Cuando los héroes sean otros en Cuba. Jorge Ángel Pérez
31.07.2026
Los héroes que están por llegar deberán ser puros, y no héroes de tribunas como los que hasta hoy conocimos.
Los héroes ya no son tan eternos como en otros tiempos. Los titanes en Cuba ya no son para todos los espacios, y finitas son también sus permanencias en esos campos en los que se acostumbra a construir los espacios perfectos para el desarrollo y el encumbramiento de las heroicidades, los campos donde se desarrollarán las hazañas más grandes.
Hazañas y más hazañas, ese fue el gran sueño comunista. Pretendieron llegar al cosmos y solo sabe Dios cómo lo consiguieron. Se empeñaron en que no fuera un hombre común y se decidieron por un hombre de piel negra, sabedores de que sería un gran detalle del que hablaría el mundo entero, por supuesto, a favor de los comunistas. La hazaña se parecía mucho a la justicia, al bienestar común, pero ellos estaban detrás del bombo y el platillo.
En muchos rincones del mundo morían hombres, mujeres y niños; unos por hambre y otros por enfermedades mortales, otros por las guerras más crueles, y en todas partes la muerte seguía su rumbo y se enseñoreaba; y aquí creaban centros con avanzados laboratorios para el desarrollo biotecnológico, para conseguir los halagos y las mayores reverencias y, sobre todo, para conseguir las cortesías que se dedican a los reyes y a los dioses.
Y fue así cómo nos fuimos cansando de los héroes y de las tribunas para los héroes. Vimos muchos héroes de tribunas, pero alcanzamos a mirar a los del mundo real. Escuchamos altavoces y no héroes, solamente héroes de tribunas, héroes de discursos a los que cantaba Sara González. Y hasta tuvimos un niño héroe que se salvó en medio del mar. Y el balserito también se convirtió en héroe, en abogado, como Fidel Castro.
Cuba, el comunismo, decidió ser un país de héroes y llenarse de heroicidades; héroes de la zafra azucarera, aunque terminamos con la mayoría de los centrales cerrados. Héroes y más héroes en todas las ramas del saber: héroes en la educación, héroes en el internacionalismo proletario que aportaba ingresos que jamás veíamos, que ni siquiera veían los que hacían el trabajo heroico. Héroes, muchos héroes, que repletaban las arcas de los señores socialistas que recordaban a los señores feudales. Héroes sin que consiguiéramos constatar ni la más mínima de esas heroicidades; pero allí estaban los jefes para hacer el relato. Y allí estaban también los héroes de las tribunas, esos que eran altos jefes y se encargaban de hacer la relatoría de las más grandes proezas, esas que los de abajo nunca conseguimos constatar.
Y un día nos cansamos, tanto que hasta nos pusimos a conformar nuestro panteón heroico, con héroes de verdad, con héroes reales, actuantes de nuestros verdaderos espacios de lucha. Y no es que se dijera adiós a las armas, pero nos decidimos por el adiós a los dioses de verdad. Pusimos a un lado las tribunas y abrazamos a los actuantes más reales, esos que son los más útiles, los que son de verdad.
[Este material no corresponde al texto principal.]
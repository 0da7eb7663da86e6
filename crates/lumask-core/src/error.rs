//! Error types for lumask-core
//!
//! Provides a unified error type for all operations in the core crate.
//! Each variant captures enough context for diagnostics without exposing
//! internal implementation details.

use thiserror::Error;

/// Lumask core error type
#[derive(Error, Debug)]
pub enum Error {
    /// Invalid image dimensions
    #[error("invalid image dimensions: {width}x{height}")]
    InvalidDimension { width: u32, height: u32 },

    /// Index out of bounds
    #[error("index out of bounds: {index} >= {len}")]
    IndexOutOfBounds { index: usize, len: usize },

    /// Incompatible image sizes
    #[error("incompatible image sizes: {0}x{1} vs {2}x{3}")]
    IncompatibleSizes(u32, u32, u32, u32),

    /// Invalid parameter value
    #[error("invalid parameter: {0}")]
    InvalidParameter(String),
}

/// Result type alias for lumask-core operations
pub type Result<T> = std::result::Result<T, Error>;
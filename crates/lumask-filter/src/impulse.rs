//! Impulse-noise detection
//!
//! Flags isolated single-pixel outliers (salt-and-pepper noise) by
//! comparing each pixel's high-pass residual against the average residual
//! of its 5x5 neighborhood. A sustained edge raises the neighborhood
//! average along with the pixel itself and is not flagged; an impulse
//! stands out against quiet neighbors.

use std::sync::Arc;

use rayon::prelude::*;

use lumask_core::{ByteImage, FloatImage};

use crate::error::FilterResult;
use crate::spectral::{FftContext, gaussian_blur};

/// Mark likely impulse-noise pixels of `src`.
///
/// A Gaussian low-pass copy with sigma `max(2, thresh - 1)` supplies the
/// high-pass residual `|src - lowpass|` per pixel. The pixel is flagged
/// when its residual exceeds the average residual of the surrounding 5x5
/// block (excluding itself), scaled by `max(1, 5.5 - thresh) / 24`.
/// Near the borders the block is truncated to the valid image area,
/// never wrapped or zero-filled.
///
/// Returns a byte map of the same dimensions, 1 where a pixel is judged
/// an impulse.
pub fn mark_impulse(
    src: &FloatImage,
    thresh: f32,
    ctx: &Arc<FftContext>,
    multithread: bool,
) -> FilterResult<ByteImage> {
    let width = src.width() as usize;
    let height = src.height() as usize;

    // Low-pass copy for the high-pass residual
    let mut lpf = src.create_template();
    gaussian_blur(src, &mut lpf, 2.0f32.max(thresh - 1.0), ctx, multithread)?;

    let impthr = 1.0f32.max(5.5 - thresh);
    let impthr_div24 = impthr / 24.0;

    let src_data = src.data();
    let lpf_data = lpf.data();

    let mut map = ByteImage::new(src.width(), src.height())?;

    let residual = |x: usize, y: usize| (src_data[y * width + x] - lpf_data[y * width + x]).abs();

    let mark_row = |(i, out_row): (usize, &mut [u8])| {
        let i1_lo = i.saturating_sub(2);
        let i1_hi = (i + 2).min(height - 1);

        for (j, flag) in out_row.iter_mut().enumerate() {
            let hpfabs = residual(j, i);

            // Block average of high-pass data, truncated at the borders
            let j1_lo = j.saturating_sub(2);
            let j1_hi = (j + 2).min(width - 1);
            let mut hfnbrave = 0.0f32;
            for i1 in i1_lo..=i1_hi {
                for j1 in j1_lo..=j1_hi {
                    hfnbrave += residual(j1, i1);
                }
            }

            *flag = (hpfabs > (hfnbrave - hpfabs) * impthr_div24) as u8;
        }
    };

    if multithread {
        map.data_mut()
            .par_chunks_mut(width)
            .enumerate()
            .for_each(mark_row);
    } else {
        map.data_mut()
            .chunks_mut(width)
            .enumerate()
            .for_each(mark_row);
    }

    Ok(map)
}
Y así nació hace ya un tiempo Luis Manuel Otero Alcántara, que no es un héroe de tribuna, que es uno de verdad, y para colmo de bienes es un hombre hermoso, tanto que no dudo que, en lo adelante, en su exilio, le hagan muchas fotos, quizá un seguidor de Korda, quizá. Cuba tiene nuevos héroes hasta hermosos. Héroes de verdad; uno que se forjó en los enfrentamientos al poder dictatorial.
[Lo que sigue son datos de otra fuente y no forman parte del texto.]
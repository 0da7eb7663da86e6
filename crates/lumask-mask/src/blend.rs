//! Blend-mask generation
//!
//! Converts per-pixel local contrast into a smooth [0, amount] weighting:
//! a sigmoid centered on the contrast threshold maps contrast to blend
//! strength, border pixels replicate the nearest interior values, and the
//! result is smoothed with a spectral Gaussian blur to avoid block
//! artifacts in downstream blending.

use std::sync::Arc;

use rayon::prelude::*;

use lumask_core::FloatImage;
use lumask_filter::{FftContext, gaussian_blur};

use crate::error::{MaskError, MaskResult};
use crate::tile::{CONTRAST_SCALE, blend_factor, find_contrast_threshold, local_contrast};

/// Build a per-pixel blend mask from a luminance plane.
///
/// When `auto_contrast` is set, the threshold comes from the two-pass
/// flattest-tile search; otherwise the caller-supplied
/// `contrast_threshold` is used as-is. A threshold of 0 (supplied or
/// from the fallback of the search) produces a constant mask of
/// `amount`. Otherwise every interior pixel gets
/// `amount / (1 + exp(16 - 16 * contrast / threshold))`, the 2-pixel
/// border replicates the nearest interior row/column, and the mask is
/// blurred with a Gaussian of `blur_radius`.
///
/// Returns the mask and the threshold that was used.
///
/// # Errors
///
/// Returns an error if `amount` is outside [0, 1], `blur_radius` is not
/// positive, or the image is smaller than the 5x5 gradient stencil.
#[allow(clippy::too_many_arguments)]
pub fn build_blend_mask(
    luminance: &FloatImage,
    contrast_threshold: f32,
    amount: f32,
    auto_contrast: bool,
    blur_radius: f32,
    luminance_factor: f32,
    ctx: &Arc<FftContext>,
    multithread: bool,
) -> MaskResult<(FloatImage, f32)> {
    if !(0.0..=1.0).contains(&amount) {
        return Err(MaskError::InvalidParameters(format!(
            "amount must be in [0, 1], got {amount}"
        )));
    }
    if !(blur_radius > 0.0) {
        return Err(MaskError::InvalidParameters(format!(
            "blur_radius must be > 0, got {blur_radius}"
        )));
    }

    let w = luminance.width() as usize;
    let h = luminance.height() as usize;
    if w < 5 || h < 5 {
        return Err(MaskError::ImageTooSmall {
            width: luminance.width(),
            height: luminance.height(),
        });
    }

    let threshold = if auto_contrast {
        find_contrast_threshold(luminance, luminance_factor, multithread)
    } else {
        contrast_threshold
    };

    let mut mask = luminance.create_template();

    if threshold == 0.0 {
        // Flat image fallback: constant blend strength everywhere.
        mask.fill(amount);
        return Ok((mask, threshold));
    }

    let scale = CONTRAST_SCALE * luminance_factor;

    // Interior pixels: sigmoid of the local contrast
    let fill_row = |(j, row): (usize, &mut [f32])| {
        if j < 2 || j >= h - 2 {
            return;
        }
        for (i, cell) in row.iter_mut().enumerate().take(w - 2).skip(2) {
            let contrast = local_contrast(luminance, i, j, scale);
            *cell = amount * blend_factor(contrast, threshold);
        }
    };
    if multithread {
        mask.data_mut()
            .par_chunks_mut(w)
            .enumerate()
            .for_each(fill_row);
    } else {
        mask.data_mut().chunks_mut(w).enumerate().for_each(fill_row);
    }

    replicate_borders(&mut mask);

    // Blur the mask to smooth transitions
    let mut blurred = mask.create_template();
    gaussian_blur(&mask, &mut blurred, blur_radius, ctx, multithread)?;

    Ok((blurred, threshold))
}

/// Fill the 2-pixel border by replicating the nearest interior
/// row/column; gradients there would need out-of-bounds samples.
fn replicate_borders(mask: &mut FloatImage) {
    let w = mask.width() as usize;
    let h = mask.height() as usize;
    let data = mask.data_mut();

    // upper border
    for j in 0..2 {
        let (top, interior) = data.split_at_mut(2 * w);
        top[j * w + 2..j * w + w - 2].copy_from_slice(&interior[2..w - 2]);
    }
    // lower border
    for j in h - 2..h {
        let (interior, bottom) = data.split_at_mut((h - 2) * w);
        let src_row = &interior[(h - 3) * w..(h - 3) * w + w];
        bottom[(j - (h - 2)) * w + 2..(j - (h - 2)) * w + w - 2]
            .copy_from_slice(&src_row[2..w - 2]);
    }
    // left and right borders
    for j in 0..h {
        let row = &mut data[j * w..(j + 1) * w];
        row[0] = row[2];
        row[1] = row[2];
        row[w - 2] = row[w - 3];
        row[w - 1] = row[w - 3];
    }
}
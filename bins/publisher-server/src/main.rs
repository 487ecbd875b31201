//! Publisher server entry point.

mod config;

use anyhow::Result;
use clap::Parser;

use config::Config;

#[tokio::main]
async fn main() -> Result<()> {
    let env_filter = tracing_subscriber::EnvFilter::try_from_default_env()
        .unwrap_or_else(|_| tracing_subscriber::EnvFilter::new("info"));

    tracing_subscriber::fmt()
        .with_env_filter(env_filter)
        .with_target(true)
        .init();

    let config = Config::parse();
    publisher::run(config.into_publisher_config()).await
}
Los héroes que están por llegar deberán ser puros, y no de tribunas como los que hasta hoy conocimos. Cuando cambien los héroes, seremos un país mejor.
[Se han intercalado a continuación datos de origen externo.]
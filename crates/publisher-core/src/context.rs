//! Per-job execution context: bounded worker pool, completion barrier, and
//! failure aggregation.
//!
//! Units of work may themselves submit follow-up units (retries, media
//! uploads, persistence), so the barrier cannot be a one-shot join: it keeps
//! re-scanning the pending set until a scan finds it empty.

use std::collections::{BTreeSet, VecDeque};
use std::sync::{Arc, Mutex};
use std::time::{Duration, Instant};

use futures::future::BoxFuture;
use tokio::sync::Semaphore;
use tokio::task::JoinHandle;

/// Worker pool width used when the config does not override it.
pub const DEFAULT_WORKER_COUNT: usize = 15;

/// How long a single barrier scan waits on one handle before re-scanning.
const DRAIN_WAIT: Duration = Duration::from_secs(2);

pub struct JobContext {
    workers: Arc<Semaphore>,
    pending: Mutex<VecDeque<JoinHandle<()>>>,
    failed: Mutex<BTreeSet<String>>,
    started_at: Instant,
}

impl JobContext {
    pub fn new(worker_count: usize) -> Arc<Self> {
        Arc::new(Self {
            workers: Arc::new(Semaphore::new(worker_count)),
            pending: Mutex::new(VecDeque::new()),
            failed: Mutex::new(BTreeSet::new()),
            started_at: Instant::now(),
        })
    }

    /// Submit a unit of work. The unit runs once a worker permit is free;
    /// submission itself never blocks, so units can enqueue follow-ups from
    /// inside the pool without deadlocking on it.
    pub fn submit(&self, unit: BoxFuture<'static, ()>) {
        let workers = Arc::clone(&self.workers);
        let handle = tokio::spawn(async move {
            // the semaphore is never closed
            if let Ok(_permit) = workers.acquire_owned().await {
                unit.await;
            }
        });
        self.pending
            .lock()
            .expect("pending lock poisoned")
            .push_back(handle);
    }

    /// Record a token id as permanently failed. Returns false when the id
    /// was already recorded, so callers can avoid double-counting.
    pub fn record_failure(&self, token_id: &str) -> bool {
        self.failed
            .lock()
            .expect("failed lock poisoned")
            .insert(token_id.to_owned())
    }

    pub fn failed_ids(&self) -> Vec<String> {
        self.failed
            .lock()
            .expect("failed lock poisoned")
            .iter()
            .cloned()
            .collect()
    }

    pub fn elapsed(&self) -> Duration {
        self.started_at.elapsed()
    }

    #[cfg(test)]
    pub(crate) fn pending_len(&self) -> usize {
        self.pending.lock().expect("pending lock poisoned").len()
    }

    /// Completion barrier: returns once every submitted unit, including
    /// units submitted while draining, has finished.
    pub async fn drain(&self) {
        loop {
            let next = self
                .pending
                .lock()
                .expect("pending lock poisoned")
                .pop_front();

            if let Some(mut handle) = next {
                match tokio::time::timeout(DRAIN_WAIT, &mut handle).await {
                    Ok(Err(join_error)) if join_error.is_panic() => {
                        tracing::warn!(
                            target: "publisher_core::context",
                            error = %join_error,
                            "unit of work panicked"
                        );
                    }
                    Ok(_) => {}
                    Err(_) => {
                        // still running, re-queue and look at the rest
                        self.pending
                            .lock()
                            .expect("pending lock poisoned")
                            .push_front(handle);
                    }
                }
            }

            let mut pending = self.pending.lock().expect("pending lock poisoned");
            pending.retain(|handle| !handle.is_finished());
            if pending.is_empty() {
                return;
            }
        }
    }
}

#[cfg(test)]
mod tests {
    use super::*;
    use std::sync::atomic::{AtomicUsize, Ordering};

    #[tokio::test(flavor = "multi_thread", worker_threads = 4)]
    async fn test_drain_waits_for_all_units() {
        let ctx = JobContext::new(4);
        let counter = Arc::new(AtomicUsize::new(0));

        for _ in 0..10 {
            let counter = Arc::clone(&counter);
            ctx.submit(Box::pin(async move {
                tokio::time::sleep(Duration::from_millis(20)).await;
                counter.fetch_add(1, Ordering::SeqCst);
            }));
        }

        ctx.drain().await;
        assert_eq!(counter.load(Ordering::SeqCst), 10);
        assert_eq!(ctx.pending_len(), 0);
    }

    #[tokio::test(flavor = "multi_thread", worker_threads = 4)]
    async fn test_drain_covers_late_submitted_units() {
        let ctx = JobContext::new(4);
        let done = Arc::new(AtomicUsize::new(0));

        let inner_ctx = Arc::clone(&ctx);
        let inner_done = Arc::clone(&done);
        ctx.submit(Box::pin(async move {
            tokio::time::sleep(Duration::from_millis(50)).await;
            let nested_done = Arc::clone(&inner_done);
            inner_ctx.submit(Box::pin(async move {
                tokio::time::sleep(Duration::from_millis(50)).await;
                nested_done.fetch_add(1, Ordering::SeqCst);
            }));
            inner_done.fetch_add(1, Ordering::SeqCst);
        }));

        ctx.drain().await;
        assert_eq!(done.load(Ordering::SeqCst), 2);
    }

    #[tokio::test(flavor = "multi_thread", worker_threads = 4)]
    async fn test_drain_survives_panicking_unit() {
        let ctx = JobContext::new(2);
        let done = Arc::new(AtomicUsize::new(0));

        ctx.submit(Box::pin(async {
            panic!("boom");
        }));
        let unit_done = Arc::clone(&done);
        ctx.submit(Box::pin(async move {
            unit_done.fetch_add(1, Ordering::SeqCst);
        }));

        ctx.drain().await;
        assert_eq!(done.load(Ordering::SeqCst), 1);
    }

    #[tokio::test]
    async fn test_record_failure_deduplicates() {
        let ctx = JobContext::new(1);
        assert!(ctx.record_failure("7"));
        assert!(!ctx.record_failure("7"));
        assert!(ctx.record_failure("8"));
        assert_eq!(ctx.failed_ids(), vec!["7".to_owned(), "8".to_owned()]);
    }
}
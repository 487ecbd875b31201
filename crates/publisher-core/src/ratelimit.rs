//! Token-bucket rate limiter for listing requests.

use std::sync::Mutex;
use std::time::{Duration, Instant};

struct BucketState {
    tokens: f64,
    last_refill: Instant,
}

/// A greedy token bucket: the bucket starts full and refills continuously,
/// proportional to elapsed time, rather than in whole-period steps.
pub struct RateLimiter {
    state: Mutex<BucketState>,
    capacity: u32,
    refill_amount: u32,
    refill_interval: Duration,
}

impl RateLimiter {
    pub fn new(capacity: u32, refill_amount: u32, refill_interval: Duration) -> Self {
        Self {
            state: Mutex::new(BucketState {
                tokens: f64::from(capacity),
                last_refill: Instant::now(),
            }),
            capacity,
            refill_amount,
            refill_interval,
        }
    }

    /// Take `n` tokens if available. Never blocks.
    pub fn try_consume(&self, n: u32) -> bool {
        let mut state = self.state.lock().expect("rate limiter lock poisoned");
        let now = Instant::now();

        let elapsed = now.duration_since(state.last_refill).as_secs_f64();
        let refill = elapsed / self.refill_interval.as_secs_f64() * f64::from(self.refill_amount);
        state.tokens = (state.tokens + refill).min(f64::from(self.capacity));
        state.last_refill = now;

        if state.tokens >= f64::from(n) {
            state.tokens -= f64::from(n);
            true
        } else {
            false
        }
    }
}

#[cfg(test)]
mod tests {
    use super::*;

    #[test]
    fn test_burst_up_to_capacity() {
        let limiter = RateLimiter::new(20, 20, Duration::from_secs(60));
        for _ in 0..20 {
            assert!(limiter.try_consume(1));
        }
        assert!(!limiter.try_consume(1));
    }

    #[test]
    fn test_greedy_refill() {
        let limiter = RateLimiter::new(10, 10, Duration::from_millis(100));
        assert!(limiter.try_consume(10));
        assert!(!limiter.try_consume(1));
        // half the interval restores roughly half the tokens
        std::thread::sleep(Duration::from_millis(60));
        assert!(limiter.try_consume(4));
    }

    #[test]
    fn test_refill_caps_at_capacity() {
        let limiter = RateLimiter::new(5, 100, Duration::from_millis(10));
        std::thread::sleep(Duration::from_millis(50));
        assert!(limiter.try_consume(5));
        assert!(!limiter.try_consume(1));
    }
}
Publicado en Cubanet, el 27 de julio de 2026
Jorge Ángel Pérez nació en Cuba (1963), donde vive, es autor del libro de cuentos Lapsus calami (Premio David); la novela El paseante cándido, galardonada con el premio Cirilo Villaverde y el Grinzane Cavour de Italia; la novela Fumando espero, que dividió en polémico veredicto al jurado del Premio Internacional de Novela Rómulo Gallegos 2005, resultando la primera finalista; En una estrofa de agua, distinguido con el Premio Iberoamericano de Cuento Julio Cortázar en 2008; y En La Habana no son tan elegantes, ganadora del Premio Alejo Carpentier de Cuento 2009 y el Premio Anual de la Crítica Literaria. Ha sido jurado en importantes premios nacionales e internacionales, entre ellos, el Casa de Las Américas.